[Try it]
Whenever a line in the records below holds the string "paths", copy it out.

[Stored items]
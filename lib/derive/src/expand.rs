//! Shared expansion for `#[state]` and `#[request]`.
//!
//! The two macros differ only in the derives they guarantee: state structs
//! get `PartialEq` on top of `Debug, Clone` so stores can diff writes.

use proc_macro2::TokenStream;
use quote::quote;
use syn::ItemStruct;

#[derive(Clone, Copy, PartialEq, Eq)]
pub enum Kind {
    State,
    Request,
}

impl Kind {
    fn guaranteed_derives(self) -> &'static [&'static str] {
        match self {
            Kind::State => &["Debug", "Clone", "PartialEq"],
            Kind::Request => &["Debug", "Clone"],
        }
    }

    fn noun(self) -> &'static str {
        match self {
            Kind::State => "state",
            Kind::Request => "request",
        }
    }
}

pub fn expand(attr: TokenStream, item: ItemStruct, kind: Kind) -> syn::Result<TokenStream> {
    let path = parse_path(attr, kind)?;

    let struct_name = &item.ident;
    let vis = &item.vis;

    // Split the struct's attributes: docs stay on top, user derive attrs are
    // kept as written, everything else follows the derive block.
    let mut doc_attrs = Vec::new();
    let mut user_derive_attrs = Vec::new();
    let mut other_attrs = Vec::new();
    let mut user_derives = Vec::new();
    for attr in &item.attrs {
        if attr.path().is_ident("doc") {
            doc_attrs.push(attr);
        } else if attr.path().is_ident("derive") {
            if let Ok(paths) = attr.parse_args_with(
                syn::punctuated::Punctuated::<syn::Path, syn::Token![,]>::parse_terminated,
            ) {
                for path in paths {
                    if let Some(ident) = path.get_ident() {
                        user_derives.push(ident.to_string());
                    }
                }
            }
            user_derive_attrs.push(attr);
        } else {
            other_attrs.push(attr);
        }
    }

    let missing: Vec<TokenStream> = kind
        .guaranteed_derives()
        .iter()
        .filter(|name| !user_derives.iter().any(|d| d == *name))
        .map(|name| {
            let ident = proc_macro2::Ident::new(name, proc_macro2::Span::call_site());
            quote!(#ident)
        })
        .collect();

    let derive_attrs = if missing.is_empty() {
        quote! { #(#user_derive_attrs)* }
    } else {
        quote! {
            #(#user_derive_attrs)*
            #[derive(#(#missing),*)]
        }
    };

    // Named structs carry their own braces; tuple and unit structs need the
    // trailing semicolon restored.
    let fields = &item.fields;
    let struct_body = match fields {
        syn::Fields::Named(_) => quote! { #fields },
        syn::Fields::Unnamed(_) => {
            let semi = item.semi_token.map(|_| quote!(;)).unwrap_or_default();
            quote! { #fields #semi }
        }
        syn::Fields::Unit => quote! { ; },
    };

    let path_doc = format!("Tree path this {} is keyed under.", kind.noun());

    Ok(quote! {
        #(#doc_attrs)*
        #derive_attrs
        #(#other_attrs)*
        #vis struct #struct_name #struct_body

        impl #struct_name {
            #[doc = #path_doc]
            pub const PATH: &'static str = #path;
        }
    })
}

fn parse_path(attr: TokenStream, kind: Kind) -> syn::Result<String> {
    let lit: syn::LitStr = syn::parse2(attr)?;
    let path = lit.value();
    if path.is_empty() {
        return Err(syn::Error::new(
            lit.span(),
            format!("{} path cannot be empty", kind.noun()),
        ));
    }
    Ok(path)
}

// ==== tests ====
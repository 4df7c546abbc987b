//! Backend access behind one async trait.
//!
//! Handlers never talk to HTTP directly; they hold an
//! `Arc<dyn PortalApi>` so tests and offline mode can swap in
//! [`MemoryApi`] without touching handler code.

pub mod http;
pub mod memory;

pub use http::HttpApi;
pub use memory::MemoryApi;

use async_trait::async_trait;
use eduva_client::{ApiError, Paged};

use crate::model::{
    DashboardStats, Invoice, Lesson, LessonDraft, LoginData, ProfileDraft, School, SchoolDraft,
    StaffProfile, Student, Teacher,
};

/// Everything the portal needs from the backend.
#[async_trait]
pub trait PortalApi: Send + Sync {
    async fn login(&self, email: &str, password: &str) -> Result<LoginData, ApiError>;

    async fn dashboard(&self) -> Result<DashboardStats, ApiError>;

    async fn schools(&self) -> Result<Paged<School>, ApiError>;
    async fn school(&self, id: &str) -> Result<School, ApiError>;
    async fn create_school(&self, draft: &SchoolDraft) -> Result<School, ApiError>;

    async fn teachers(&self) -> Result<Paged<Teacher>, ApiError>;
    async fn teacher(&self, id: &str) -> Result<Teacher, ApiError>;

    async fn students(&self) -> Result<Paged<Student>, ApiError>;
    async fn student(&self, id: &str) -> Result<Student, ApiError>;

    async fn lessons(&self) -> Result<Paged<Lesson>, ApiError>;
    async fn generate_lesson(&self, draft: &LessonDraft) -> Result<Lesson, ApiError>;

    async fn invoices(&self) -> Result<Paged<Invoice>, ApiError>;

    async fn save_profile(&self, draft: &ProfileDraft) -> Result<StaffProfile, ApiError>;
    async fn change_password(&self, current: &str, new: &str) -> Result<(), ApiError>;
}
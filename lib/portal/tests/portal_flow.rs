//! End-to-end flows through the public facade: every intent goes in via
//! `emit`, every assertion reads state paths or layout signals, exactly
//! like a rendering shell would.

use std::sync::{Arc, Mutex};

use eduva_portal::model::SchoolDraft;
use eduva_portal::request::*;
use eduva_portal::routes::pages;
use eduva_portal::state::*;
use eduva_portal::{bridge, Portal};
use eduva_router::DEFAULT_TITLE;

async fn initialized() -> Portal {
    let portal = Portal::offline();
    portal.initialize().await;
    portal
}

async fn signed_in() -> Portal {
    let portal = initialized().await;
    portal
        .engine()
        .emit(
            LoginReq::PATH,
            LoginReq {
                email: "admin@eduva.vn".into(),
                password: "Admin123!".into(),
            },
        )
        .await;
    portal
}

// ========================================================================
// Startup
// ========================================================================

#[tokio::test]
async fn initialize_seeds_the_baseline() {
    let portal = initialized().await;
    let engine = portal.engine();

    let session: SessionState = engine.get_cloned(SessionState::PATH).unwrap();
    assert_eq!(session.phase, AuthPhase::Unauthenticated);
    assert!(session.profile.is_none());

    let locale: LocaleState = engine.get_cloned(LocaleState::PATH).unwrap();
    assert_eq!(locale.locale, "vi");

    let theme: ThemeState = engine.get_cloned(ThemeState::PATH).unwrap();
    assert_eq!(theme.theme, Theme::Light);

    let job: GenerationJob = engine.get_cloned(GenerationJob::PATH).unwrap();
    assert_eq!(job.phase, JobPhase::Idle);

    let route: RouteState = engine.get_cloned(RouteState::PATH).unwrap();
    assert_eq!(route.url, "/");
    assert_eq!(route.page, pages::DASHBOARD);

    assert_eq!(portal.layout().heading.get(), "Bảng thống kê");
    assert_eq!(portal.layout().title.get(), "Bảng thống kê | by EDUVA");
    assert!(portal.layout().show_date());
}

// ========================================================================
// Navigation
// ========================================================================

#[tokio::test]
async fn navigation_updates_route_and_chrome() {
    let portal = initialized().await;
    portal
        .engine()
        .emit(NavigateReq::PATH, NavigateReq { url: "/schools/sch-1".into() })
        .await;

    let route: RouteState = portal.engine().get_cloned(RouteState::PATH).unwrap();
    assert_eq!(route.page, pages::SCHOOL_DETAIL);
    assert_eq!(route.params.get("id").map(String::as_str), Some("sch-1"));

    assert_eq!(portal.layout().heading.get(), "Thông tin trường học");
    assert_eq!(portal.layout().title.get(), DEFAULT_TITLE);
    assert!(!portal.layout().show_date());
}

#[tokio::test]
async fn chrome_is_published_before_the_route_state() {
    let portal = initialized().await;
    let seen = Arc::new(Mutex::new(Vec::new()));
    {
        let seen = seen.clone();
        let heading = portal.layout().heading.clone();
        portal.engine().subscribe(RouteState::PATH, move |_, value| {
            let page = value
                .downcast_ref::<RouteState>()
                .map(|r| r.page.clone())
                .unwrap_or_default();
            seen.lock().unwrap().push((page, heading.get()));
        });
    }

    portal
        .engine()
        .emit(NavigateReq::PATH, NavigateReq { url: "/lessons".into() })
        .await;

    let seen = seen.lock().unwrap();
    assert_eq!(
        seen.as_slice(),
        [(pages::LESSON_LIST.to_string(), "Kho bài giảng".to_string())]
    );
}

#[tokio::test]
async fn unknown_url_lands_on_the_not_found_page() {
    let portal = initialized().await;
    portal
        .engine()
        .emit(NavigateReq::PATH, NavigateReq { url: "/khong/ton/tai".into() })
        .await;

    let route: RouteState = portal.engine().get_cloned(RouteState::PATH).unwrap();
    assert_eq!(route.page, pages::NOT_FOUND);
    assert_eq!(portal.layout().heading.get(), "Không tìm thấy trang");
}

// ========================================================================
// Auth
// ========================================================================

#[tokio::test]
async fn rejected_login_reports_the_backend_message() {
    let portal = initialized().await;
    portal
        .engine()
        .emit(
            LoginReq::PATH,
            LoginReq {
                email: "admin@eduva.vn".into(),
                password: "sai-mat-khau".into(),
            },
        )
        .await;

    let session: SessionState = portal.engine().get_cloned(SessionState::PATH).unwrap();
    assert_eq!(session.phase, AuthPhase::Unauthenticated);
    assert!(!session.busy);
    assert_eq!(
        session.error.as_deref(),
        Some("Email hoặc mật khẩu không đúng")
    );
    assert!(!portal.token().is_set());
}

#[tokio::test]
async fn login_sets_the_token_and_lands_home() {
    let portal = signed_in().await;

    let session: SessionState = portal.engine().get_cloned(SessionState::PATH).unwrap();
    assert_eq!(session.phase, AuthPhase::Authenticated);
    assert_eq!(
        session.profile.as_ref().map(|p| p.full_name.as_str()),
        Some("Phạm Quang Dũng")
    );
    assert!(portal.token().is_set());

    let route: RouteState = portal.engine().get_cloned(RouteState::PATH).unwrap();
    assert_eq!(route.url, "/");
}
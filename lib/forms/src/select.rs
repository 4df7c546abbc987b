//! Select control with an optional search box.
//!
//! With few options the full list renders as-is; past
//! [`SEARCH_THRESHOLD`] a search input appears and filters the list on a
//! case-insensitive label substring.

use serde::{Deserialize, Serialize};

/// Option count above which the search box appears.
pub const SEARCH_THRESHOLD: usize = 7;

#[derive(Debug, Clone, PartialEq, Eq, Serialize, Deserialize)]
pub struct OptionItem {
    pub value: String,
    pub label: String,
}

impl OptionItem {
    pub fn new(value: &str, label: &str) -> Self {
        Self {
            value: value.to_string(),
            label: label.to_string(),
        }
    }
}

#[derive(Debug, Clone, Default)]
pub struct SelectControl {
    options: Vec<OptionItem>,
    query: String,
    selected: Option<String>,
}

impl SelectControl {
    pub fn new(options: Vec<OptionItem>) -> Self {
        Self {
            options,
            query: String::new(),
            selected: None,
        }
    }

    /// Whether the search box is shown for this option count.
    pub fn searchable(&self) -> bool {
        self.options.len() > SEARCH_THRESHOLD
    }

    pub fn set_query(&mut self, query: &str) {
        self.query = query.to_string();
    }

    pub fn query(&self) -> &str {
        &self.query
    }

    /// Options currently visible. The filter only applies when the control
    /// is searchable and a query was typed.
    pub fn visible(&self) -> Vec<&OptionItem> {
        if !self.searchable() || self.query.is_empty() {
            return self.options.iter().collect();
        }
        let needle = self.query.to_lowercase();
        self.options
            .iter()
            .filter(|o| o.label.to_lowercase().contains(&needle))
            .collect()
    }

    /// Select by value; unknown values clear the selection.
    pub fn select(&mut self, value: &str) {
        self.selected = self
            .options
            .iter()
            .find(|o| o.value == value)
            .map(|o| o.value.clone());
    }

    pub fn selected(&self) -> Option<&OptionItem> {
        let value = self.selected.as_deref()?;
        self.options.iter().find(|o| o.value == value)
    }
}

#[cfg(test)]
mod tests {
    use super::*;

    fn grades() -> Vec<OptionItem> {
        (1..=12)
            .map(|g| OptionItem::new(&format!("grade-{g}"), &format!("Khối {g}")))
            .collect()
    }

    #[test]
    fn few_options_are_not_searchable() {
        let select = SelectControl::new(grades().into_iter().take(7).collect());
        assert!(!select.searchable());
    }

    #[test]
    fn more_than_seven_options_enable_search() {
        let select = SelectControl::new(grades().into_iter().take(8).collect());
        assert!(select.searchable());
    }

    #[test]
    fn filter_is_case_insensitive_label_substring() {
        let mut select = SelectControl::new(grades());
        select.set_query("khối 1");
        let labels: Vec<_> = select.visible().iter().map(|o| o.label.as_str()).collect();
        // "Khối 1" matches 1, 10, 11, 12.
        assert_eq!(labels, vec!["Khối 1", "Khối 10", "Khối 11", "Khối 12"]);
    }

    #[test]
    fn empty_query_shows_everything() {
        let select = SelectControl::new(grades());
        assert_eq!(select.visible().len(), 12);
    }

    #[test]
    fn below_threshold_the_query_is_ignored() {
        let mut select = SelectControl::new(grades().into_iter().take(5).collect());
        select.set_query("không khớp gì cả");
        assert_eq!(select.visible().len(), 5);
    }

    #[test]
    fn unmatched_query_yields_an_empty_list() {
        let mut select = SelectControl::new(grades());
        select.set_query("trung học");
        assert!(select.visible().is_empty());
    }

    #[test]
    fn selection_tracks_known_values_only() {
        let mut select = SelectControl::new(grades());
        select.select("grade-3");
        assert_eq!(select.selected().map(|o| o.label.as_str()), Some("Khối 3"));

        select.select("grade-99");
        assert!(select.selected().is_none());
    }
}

[Completed exercise]
            if let Ok(paths) = attr.parse_args_with(
                for path in paths {
//! `emit`, every assertion reads state paths or layout signals, exactly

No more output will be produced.